_The task_
In your reply, reproduce the lines from the first one below to the line containing "let channel = bus.channel().await?;", inclusive, exactly as they stand.

[Stored items]
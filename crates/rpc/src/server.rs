//! `RpcServer`: a named, prefetch-1, manual-ack consumer that dispatches
//! each request to a handler and replies on the delivery's `reply_to`.

use std::future::Future;
use std::marker::PhantomData;

use message_bus::{ack, nack_requeue, publish, BusConnection, ManualAckConsumer, PublishOptions};
use serde::de::DeserializeOwned;
use serde::Serialize;
use tracing::warn;

use crate::error::RpcError;

pub struct RpcServer<R, S = ()> {
    consumer: ManualAckConsumer,
    _marker: PhantomData<(R, S)>,
}

impl<R, S> RpcServer<R, S>
where
    R: DeserializeOwned,
    S: Serialize,
{
    pub async fn new(bus: &BusConnection, queue_name: impl Into<String>) -> Result<Self, RpcError> {
        let queue_name = queue_name.into();
        let channel = bus.channel().await?;
        let consumer = ManualAckConsumer::new(channel, &queue_name, 1).await?;
        Ok(Self {
            consumer,
            _marker: PhantomData,
        })
    }

    /// Run the server loop, invoking `handler` for each request. A handler
    /// error acks-with-requeue so a transient fault retries on another
    /// consumer; this call only returns once the underlying connection is
    /// gone (process shutdown).
    pub async fn serve<F, Fut>(mut self, handler: F)
    where
        F: Fn(R) -> Fut,
        Fut: Future<Output = anyhow::Result<S>>,
    {
        loop {
            let delivery = match self.consumer.next().await {
                Some(Ok(delivery)) => delivery,
                Some(Err(err)) => {
                    warn!(%err, "rpc server consumer error, stopping");
                    return;
                }
                None => return,
            };

            let Some(reply_to) = delivery.properties.reply_to().clone() else {
                warn!("rpc request missing reply_to, dropping without requeue");
                let _ = ack(&delivery).await;
                continue;
            };
            let correlation_id = delivery.properties.correlation_id().clone();

            let request: R = match serde_json::from_slice(&delivery.data) {
                Ok(request) => request,
                Err(err) => {
                    warn!(%err, "failed to deserialize rpc request, dropping without requeue");
                    let _ = ack(&delivery).await;
                    continue;
                }
            };

            match handler(request).await {
                Ok(response) => {
                    let payload = match serde_json::to_vec(&response) {
                        Ok(payload) => payload,
                        Err(err) => {
                            warn!(%err, "failed to serialize rpc response");
                            let _ = nack_requeue(&delivery).await;
                            continue;
                        }
                    };
                    let publish_result = publish(
                        self.consumer.channel(),
                        reply_to.as_str(),
                        &payload,
                        PublishOptions {
                            correlation_id: correlation_id.as_ref().map(|c| c.as_str().to_string()),
                            reply_to: None,
                        },
                    )
                    .await;
                    if let Err(err) = publish_result {
                        warn!(%err, "failed to publish rpc reply");
                    }
                    if let Err(err) = ack(&delivery).await {
                        warn!(%err, "failed to ack rpc request after reply");
                    }
                }
                Err(err) => {
                    warn!(%err, "rpc handler failed, requeueing");
                    let _ = nack_requeue(&delivery).await;
                }
            }
        }
    }
}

_Completed task_
filename crates/rpc/src/server.rs
//! `RpcServer`: a named, prefetch-1, manual-ack consumer that dispatches
//! each request to a handler and replies on the delivery's `reply_to`.

use std::future::Future;
use std::marker::PhantomData;

use message_bus::{ack, nack_requeue, publish, BusConnection, ManualAckConsumer, PublishOptions};
use serde::de::DeserializeOwned;
use serde::Serialize;
use tracing::warn;

use crate::error::RpcError;

pub struct RpcServer<R, S = ()> {
    consumer: ManualAckConsumer,
    _marker: PhantomData<(R, S)>,
}

impl<R, S> RpcServer<R, S>
where
    R: DeserializeOwned,
    S: Serialize,
{
    pub async fn new(bus: &BusConnection, queue_name: impl Into<String>) -> Result<Self, RpcError> {
        let queue_name = queue_name.into();
        let channel = bus.channel().await?;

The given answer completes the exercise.